* _Records from a collection_
+-------+

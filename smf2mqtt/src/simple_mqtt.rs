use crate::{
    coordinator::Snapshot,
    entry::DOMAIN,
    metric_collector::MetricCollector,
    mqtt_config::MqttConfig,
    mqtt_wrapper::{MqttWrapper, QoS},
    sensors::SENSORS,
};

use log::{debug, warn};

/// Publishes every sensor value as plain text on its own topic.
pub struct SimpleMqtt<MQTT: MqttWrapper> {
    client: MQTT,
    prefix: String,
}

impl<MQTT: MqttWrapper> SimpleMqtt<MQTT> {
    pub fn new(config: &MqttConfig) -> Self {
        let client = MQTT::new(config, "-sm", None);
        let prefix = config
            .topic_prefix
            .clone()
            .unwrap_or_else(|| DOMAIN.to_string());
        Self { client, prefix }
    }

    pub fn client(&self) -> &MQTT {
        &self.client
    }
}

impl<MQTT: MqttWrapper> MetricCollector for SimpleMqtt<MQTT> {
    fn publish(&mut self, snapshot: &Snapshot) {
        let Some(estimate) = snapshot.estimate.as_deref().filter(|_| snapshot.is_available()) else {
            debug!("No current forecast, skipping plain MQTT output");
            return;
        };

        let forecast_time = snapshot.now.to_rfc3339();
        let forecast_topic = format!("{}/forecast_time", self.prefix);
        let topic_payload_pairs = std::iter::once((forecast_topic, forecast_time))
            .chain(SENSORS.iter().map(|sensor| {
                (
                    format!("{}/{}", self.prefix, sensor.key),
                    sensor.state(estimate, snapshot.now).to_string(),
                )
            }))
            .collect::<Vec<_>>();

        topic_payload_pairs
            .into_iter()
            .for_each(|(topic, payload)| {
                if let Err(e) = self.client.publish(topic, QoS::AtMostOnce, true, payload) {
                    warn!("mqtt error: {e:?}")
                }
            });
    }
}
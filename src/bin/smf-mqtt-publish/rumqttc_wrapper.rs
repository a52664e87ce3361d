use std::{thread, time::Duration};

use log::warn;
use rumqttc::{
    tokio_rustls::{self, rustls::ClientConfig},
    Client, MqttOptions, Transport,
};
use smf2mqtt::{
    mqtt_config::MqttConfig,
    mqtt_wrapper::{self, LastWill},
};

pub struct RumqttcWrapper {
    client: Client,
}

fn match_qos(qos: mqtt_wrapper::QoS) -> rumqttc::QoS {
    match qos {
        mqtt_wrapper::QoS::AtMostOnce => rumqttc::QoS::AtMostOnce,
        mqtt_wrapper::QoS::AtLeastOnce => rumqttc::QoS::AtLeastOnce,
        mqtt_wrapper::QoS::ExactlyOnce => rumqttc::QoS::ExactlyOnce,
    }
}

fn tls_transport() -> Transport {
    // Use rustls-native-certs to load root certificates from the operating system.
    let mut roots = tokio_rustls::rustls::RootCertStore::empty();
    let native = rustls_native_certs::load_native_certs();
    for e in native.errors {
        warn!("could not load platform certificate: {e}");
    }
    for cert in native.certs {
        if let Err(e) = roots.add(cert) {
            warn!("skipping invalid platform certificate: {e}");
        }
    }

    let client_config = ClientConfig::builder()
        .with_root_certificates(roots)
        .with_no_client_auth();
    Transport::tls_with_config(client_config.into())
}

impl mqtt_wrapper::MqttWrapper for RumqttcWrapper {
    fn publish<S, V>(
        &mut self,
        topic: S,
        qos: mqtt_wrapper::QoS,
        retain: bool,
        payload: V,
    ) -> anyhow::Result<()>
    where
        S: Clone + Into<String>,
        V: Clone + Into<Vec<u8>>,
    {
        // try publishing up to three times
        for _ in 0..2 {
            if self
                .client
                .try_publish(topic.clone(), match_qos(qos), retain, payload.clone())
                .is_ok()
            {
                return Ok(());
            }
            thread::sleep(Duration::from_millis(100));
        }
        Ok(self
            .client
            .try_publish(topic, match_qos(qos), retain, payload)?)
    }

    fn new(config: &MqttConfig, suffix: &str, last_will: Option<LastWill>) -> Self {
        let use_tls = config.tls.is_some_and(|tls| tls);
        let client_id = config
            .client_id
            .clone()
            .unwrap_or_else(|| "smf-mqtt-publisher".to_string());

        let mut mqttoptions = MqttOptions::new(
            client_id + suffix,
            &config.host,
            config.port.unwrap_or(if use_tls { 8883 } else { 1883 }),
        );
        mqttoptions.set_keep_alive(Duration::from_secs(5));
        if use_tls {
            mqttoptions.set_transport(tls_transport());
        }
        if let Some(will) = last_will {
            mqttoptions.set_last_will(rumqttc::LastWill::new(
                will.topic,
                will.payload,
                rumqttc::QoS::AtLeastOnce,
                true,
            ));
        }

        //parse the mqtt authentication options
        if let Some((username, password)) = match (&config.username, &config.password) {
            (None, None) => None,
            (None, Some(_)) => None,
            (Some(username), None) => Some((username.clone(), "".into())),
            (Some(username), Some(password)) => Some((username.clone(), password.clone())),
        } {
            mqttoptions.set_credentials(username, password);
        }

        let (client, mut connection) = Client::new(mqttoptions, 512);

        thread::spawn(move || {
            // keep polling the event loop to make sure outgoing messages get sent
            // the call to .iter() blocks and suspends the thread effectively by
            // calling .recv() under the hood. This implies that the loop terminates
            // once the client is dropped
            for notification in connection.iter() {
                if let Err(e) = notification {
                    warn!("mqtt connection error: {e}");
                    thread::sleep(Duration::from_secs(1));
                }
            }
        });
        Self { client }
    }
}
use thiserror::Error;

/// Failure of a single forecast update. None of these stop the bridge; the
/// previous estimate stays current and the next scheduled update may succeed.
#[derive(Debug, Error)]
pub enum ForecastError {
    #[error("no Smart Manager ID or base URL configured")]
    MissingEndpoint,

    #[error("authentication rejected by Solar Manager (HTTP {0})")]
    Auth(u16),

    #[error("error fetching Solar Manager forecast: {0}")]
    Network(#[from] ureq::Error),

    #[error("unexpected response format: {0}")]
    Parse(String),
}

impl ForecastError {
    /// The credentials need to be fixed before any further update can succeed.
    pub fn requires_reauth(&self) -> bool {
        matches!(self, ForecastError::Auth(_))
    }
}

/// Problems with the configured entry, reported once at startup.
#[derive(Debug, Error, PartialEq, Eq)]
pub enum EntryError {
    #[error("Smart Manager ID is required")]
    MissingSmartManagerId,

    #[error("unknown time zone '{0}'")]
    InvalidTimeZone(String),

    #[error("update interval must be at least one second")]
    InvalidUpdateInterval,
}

+-------+

Reproduce precisely, and with no line left out, each line from the top of the entries through the line that carries "pub fn new(config: &MqttConfig)".

* _Response_
filename smf2mqtt/src/simple_mqtt.rs
use crate::{
    coordinator::Snapshot,
    entry::DOMAIN,
    metric_collector::MetricCollector,
    mqtt_config::MqttConfig,
    mqtt_wrapper::{MqttWrapper, QoS},
    sensors::SENSORS,
};

use log::{debug, warn};

/// Publishes every sensor value as plain text on its own topic.
pub struct SimpleMqtt<MQTT: MqttWrapper> {
    client: MQTT,
    prefix: String,
}

impl<MQTT: MqttWrapper> SimpleMqtt<MQTT> {
    pub fn new(config: &MqttConfig) -> Self {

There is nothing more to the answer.